The required lines are those that contain "Debug"; pull them out of the data and copy them.

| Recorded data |
• • • • •
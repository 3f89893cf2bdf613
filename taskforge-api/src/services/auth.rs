//! Registration, login, and token lifecycle
//!
//! Login and registration both end the same way: a fresh personal access
//! token the client sends as a bearer credential from then on. Logout
//! revokes exactly the token that authenticated the request, so other
//! devices stay signed in; [`AuthService::logout_all`] is the big hammer.
//!
//! Failed logins never say which half was wrong. An unknown email and a
//! bad password produce the identical error.
//!
//! Storage is reached only through the [`AuthRepository`] port, so the
//! whole register/login/logout sequence is tested against an in-memory
//! store.

use std::sync::Arc;

use taskforge_shared::auth::middleware::CurrentUser;
use taskforge_shared::auth::password::{hash_password, verify_password, PasswordError};
use taskforge_shared::models::user::{CreateUser, User};
use taskforge_shared::repo::{AuthRepository, RepoError};

use super::audit::{AuditEvent, AuditLog};

/// Name stored with every token issued through register/login
const TOKEN_NAME: &str = "auth_token";

/// Error type for authentication operations
#[derive(Debug, thiserror::Error)]
pub enum AuthServiceError {
    /// Unknown email or wrong password, deliberately indistinguishable
    #[error("Invalid credentials. Please check your email and password.")]
    InvalidCredentials,

    /// Another account already uses this email
    #[error("The email has already been taken.")]
    EmailTaken,

    /// Password hashing or verification failed
    #[error(transparent)]
    Password(#[from] PasswordError),

    /// Storage failure
    #[error(transparent)]
    Repo(#[from] RepoError),
}

/// A signed-in user together with their new plaintext token
///
/// The token only exists here and in the response that carries it to the
/// client; storage keeps a hash.
#[derive(Debug, Clone)]
pub struct AuthSession {
    pub user: User,
    pub token: String,
}

/// Account operations: register, login, logout
#[derive(Clone)]
pub struct AuthService {
    repo: Arc<dyn AuthRepository>,
    audit: Arc<dyn AuditLog>,
    token_ttl_days: Option<i64>,
}

impl AuthService {
    pub fn new(
        repo: Arc<dyn AuthRepository>,
        audit: Arc<dyn AuditLog>,
        token_ttl_days: Option<i64>,
    ) -> Self {
        Self {
            repo,
            audit,
            token_ttl_days,
        }
    }

    /// Creates an account and signs it in
    ///
    /// The email check here gives the common case a friendly error; the
    /// unique index on users.email still catches the race where two
    /// registrations interleave.
    pub async fn register(
        &self,
        name: String,
        email: String,
        password: &str,
    ) -> Result<AuthSession, AuthServiceError> {
        if self.repo.find_user_by_email(&email).await?.is_some() {
            return Err(AuthServiceError::EmailTaken);
        }

        let password_hash = hash_password(password)?;
        let user = self
            .repo
            .create_user(CreateUser {
                name,
                email,
                password_hash,
            })
            .await?;

        let (_, token) = self
            .repo
            .issue_token(user.id, TOKEN_NAME, self.token_ttl_days)
            .await?;

        self.audit.record(AuditEvent::UserRegistered {
            user_id: user.id,
            email: user.email.clone(),
        });

        Ok(AuthSession { user, token })
    }

    /// Verifies credentials and issues a fresh token
    pub async fn login(&self, email: &str, password: &str) -> Result<AuthSession, AuthServiceError> {
        let user = self
            .repo
            .find_user_by_email(email)
            .await?
            .ok_or(AuthServiceError::InvalidCredentials)?;

        if !verify_password(password, &user.password_hash)? {
            return Err(AuthServiceError::InvalidCredentials);
        }

        let (_, token) = self
            .repo
            .issue_token(user.id, TOKEN_NAME, self.token_ttl_days)
            .await?;

        self.audit.record(AuditEvent::UserLoggedIn {
            user_id: user.id,
            email: user.email.clone(),
        });

        Ok(AuthSession { user, token })
    }

    /// Revokes the token that authenticated this request
    pub async fn logout(&self, current: &CurrentUser) -> Result<(), AuthServiceError> {
        self.repo.revoke_token(current.token_id).await?;

        self.audit.record(AuditEvent::UserLoggedOut {
            user_id: current.user.id,
            email: current.user.email.clone(),
        });

        Ok(())
    }

    /// Revokes every token the user holds, returning how many
    pub async fn logout_all(&self, current: &CurrentUser) -> Result<u64, AuthServiceError> {
        let revoked = self.repo.revoke_user_tokens(current.user.id).await?;

        self.audit.record(AuditEvent::UserLoggedOutEverywhere {
            user_id: current.user.id,
            email: current.user.email.clone(),
        });

        Ok(revoked)
    }
}

#[cfg(test)]
mod tests {
    use super::*;

    use std::sync::Mutex;

    use async_trait::async_trait;
    use chrono::{Duration, Utc};
    use uuid::Uuid;

    use taskforge_shared::auth::token::{extract_prefix, generate_token, hash_token};
    use taskforge_shared::models::access_token::AccessToken;

    /// In-memory account and token store mirroring the Postgres semantics:
    /// case-insensitive email lookup, hashes stored instead of plaintext,
    /// expired tokens invisible to lookup.
    #[derive(Default)]
    struct MemoryAuthRepo {
        users: Mutex<Vec<User>>,
        tokens: Mutex<Vec<AccessToken>>,
    }

    #[async_trait]
    impl AuthRepository for MemoryAuthRepo {
        async fn create_user(&self, data: CreateUser) -> Result<User, RepoError> {
            let now = Utc::now();
            let user = User {
                id: Uuid::new_v4(),
                name: data.name,
                email: data.email,
                email_verified_at: None,
                password_hash: data.password_hash,
                created_at: now,
                updated_at: now,
            };

            self.users.lock().unwrap().push(user.clone());
            Ok(user)
        }

        async fn find_user_by_email(&self, email: &str) -> Result<Option<User>, RepoError> {
            Ok(self
                .users
                .lock()
                .unwrap()
                .iter()
                .find(|u| u.email.eq_ignore_ascii_case(email))
                .cloned())
        }

        async fn issue_token(
            &self,
            user_id: Uuid,
            name: &str,
            ttl_days: Option<i64>,
        ) -> Result<(AccessToken, String), RepoError> {
            let (plaintext, token_hash) = generate_token();
            let token = AccessToken {
                id: Uuid::new_v4(),
                user_id,
                name: name.to_string(),
                token_prefix: extract_prefix(&plaintext),
                token_hash,
                last_used_at: None,
                expires_at: ttl_days.map(|days| Utc::now() + Duration::days(days)),
                created_at: Utc::now(),
            };

            self.tokens.lock().unwrap().push(token.clone());
            Ok((token, plaintext))
        }

        async fn find_valid_token(
            &self,
            plaintext: &str,
        ) -> Result<Option<AccessToken>, RepoError> {
            let hash = hash_token(plaintext);
            let mut tokens = self.tokens.lock().unwrap();

            let Some(token) = tokens
                .iter_mut()
                .find(|t| t.token_hash == hash && !t.is_expired())
            else {
                return Ok(None);
            };

            token.last_used_at = Some(Utc::now());
            Ok(Some(token.clone()))
        }

        async fn revoke_token(&self, id: Uuid) -> Result<bool, RepoError> {
            let mut tokens = self.tokens.lock().unwrap();
            let before = tokens.len();
            tokens.retain(|t| t.id != id);
            Ok(tokens.len() < before)
        }

        async fn revoke_user_tokens(&self, user_id: Uuid) -> Result<u64, RepoError> {
            let mut tokens = self.tokens.lock().unwrap();
            let before = tokens.len();
            tokens.retain(|t| t.user_id != user_id);
            Ok((before - tokens.len()) as u64)
        }
    }

    /// Audit sink that stores events for assertions
    #[derive(Default)]
    struct RecordingAudit {
        events: Mutex<Vec<AuditEvent>>,
    }

    impl RecordingAudit {
        fn events(&self) -> Vec<AuditEvent> {
            self.events.lock().unwrap().clone()
        }
    }

    impl AuditLog for RecordingAudit {
        fn record(&self, event: AuditEvent) {
            self.events.lock().unwrap().push(event);
        }
    }

    fn service(ttl_days: Option<i64>) -> (AuthService, Arc<MemoryAuthRepo>, Arc<RecordingAudit>) {
        let repo = Arc::new(MemoryAuthRepo::default());
        let audit = Arc::new(RecordingAudit::default());
        let service = AuthService::new(repo.clone(), audit.clone(), ttl_days);
        (service, repo, audit)
    }

    async fn current_user(repo: &MemoryAuthRepo, session: &AuthSession) -> CurrentUser {
        let token = repo
            .find_valid_token(&session.token)
            .await
            .unwrap()
            .expect("session token should resolve");

        CurrentUser {
            user: session.user.clone(),
            token_id: token.id,
        }
    }

    #[tokio::test]
    async fn test_register_and_login_issue_distinct_usable_tokens() {
        let (service, repo, audit) = service(None);

        let registered = service
            .register(
                "Avery".to_string(),
                "avery@example.com".to_string(),
                "correct horse battery",
            )
            .await
            .unwrap();

        let logged_in = service
            .login("avery@example.com", "correct horse battery")
            .await
            .unwrap();

        assert_ne!(registered.token, logged_in.token);
        assert_eq!(logged_in.user.id, registered.user.id);

        // Both sessions resolve independently to the same account
        for session in [&registered, &logged_in] {
            let token = repo
                .find_valid_token(&session.token)
                .await
                .unwrap()
                .expect("token should resolve");
            assert_eq!(token.user_id, registered.user.id);
            assert_eq!(token.name, "auth_token");
        }

        assert_eq!(
            audit.events(),
            vec![
                AuditEvent::UserRegistered {
                    user_id: registered.user.id,
                    email: "avery@example.com".to_string(),
                },
                AuditEvent::UserLoggedIn {
                    user_id: registered.user.id,
                    email: "avery@example.com".to_string(),
                },
            ]
        );
    }

    #[tokio::test]
    async fn test_logout_revokes_only_the_presented_token() {
        let (service, repo, _) = service(None);

        let first = service
            .register(
                "Avery".to_string(),
                "avery@example.com".to_string(),
                "correct horse battery",
            )
            .await
            .unwrap();
        let second = service
            .login("avery@example.com", "correct horse battery")
            .await
            .unwrap();

        let current = current_user(&repo, &first).await;
        service.logout(&current).await.unwrap();

        // The presented token is dead, the other device stays signed in
        assert!(repo.find_valid_token(&first.token).await.unwrap().is_none());
        assert!(repo.find_valid_token(&second.token).await.unwrap().is_some());
    }

    #[tokio::test]
    async fn test_logout_all_revokes_every_token() {
        let (service, repo, _) = service(None);

        let first = service
            .register(
                "Avery".to_string(),
                "avery@example.com".to_string(),
                "correct horse battery",
            )
            .await
            .unwrap();
        let second = service
            .login("avery@example.com", "correct horse battery")
            .await
            .unwrap();

        let current = current_user(&repo, &first).await;
        let revoked = service.logout_all(&current).await.unwrap();

        assert_eq!(revoked, 2);
        assert!(repo.find_valid_token(&first.token).await.unwrap().is_none());
        assert!(repo.find_valid_token(&second.token).await.unwrap().is_none());
    }

    #[tokio::test]
    async fn test_register_rejects_taken_email_case_insensitively() {
        let (service, _, _) = service(None);

        service
            .register(
                "Avery".to_string(),
                "avery@example.com".to_string(),
                "correct horse battery",
            )
            .await
            .unwrap();

        let err = service
            .register(
                "Imposter".to_string(),
                "Avery@Example.com".to_string(),
                "another password",
            )
            .await
            .unwrap_err();

        assert!(matches!(err, AuthServiceError::EmailTaken));
    }

    #[tokio::test]
    async fn test_login_failures_are_indistinguishable() {
        let (service, _, _) = service(None);

        service
            .register(
                "Avery".to_string(),
                "avery@example.com".to_string(),
                "correct horse battery",
            )
            .await
            .unwrap();

        let unknown = service
            .login("nobody@example.com", "correct horse battery")
            .await
            .unwrap_err();
        let wrong = service
            .login("avery@example.com", "wrong password")
            .await
            .unwrap_err();

        assert!(matches!(unknown, AuthServiceError::InvalidCredentials));
        assert!(matches!(wrong, AuthServiceError::InvalidCredentials));
        assert_eq!(unknown.to_string(), wrong.to_string());
    }

    #[tokio::test]
    async fn test_expired_token_does_not_resolve() {
        // A zero-day lifetime expires the moment it is issued
        let (service, repo, _) = service(Some(0));

        let session = service
            .register(
                "Avery".to_string(),
                "avery@example.com".to_string(),
                "correct horse battery",
            )
            .await
            .unwrap();

        assert!(repo
            .find_valid_token(&session.token)
            .await
            .unwrap()
            .is_none());
    }

    #[test]
    fn test_credential_errors_stay_vague() {
        let err = AuthServiceError::InvalidCredentials;
        assert_eq!(
            err.to_string(),
            "Invalid credentials. Please check your email and password."
        );
        assert!(!err.to_string().contains("email not found"));
        assert!(!err.to_string().contains("wrong password"));
    }

    #[test]
    fn test_duplicate_email_message() {
        assert_eq!(
            AuthServiceError::EmailTaken.to_string(),
            "The email has already been taken."
        );
    }

    #[test]
    fn test_issued_tokens_share_a_name() {
        assert_eq!(TOKEN_NAME, "auth_token");
    }
}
• • • • •
| Answer |
#[derive(Debug, thiserror::Error)]
#[derive(Debug, Clone)]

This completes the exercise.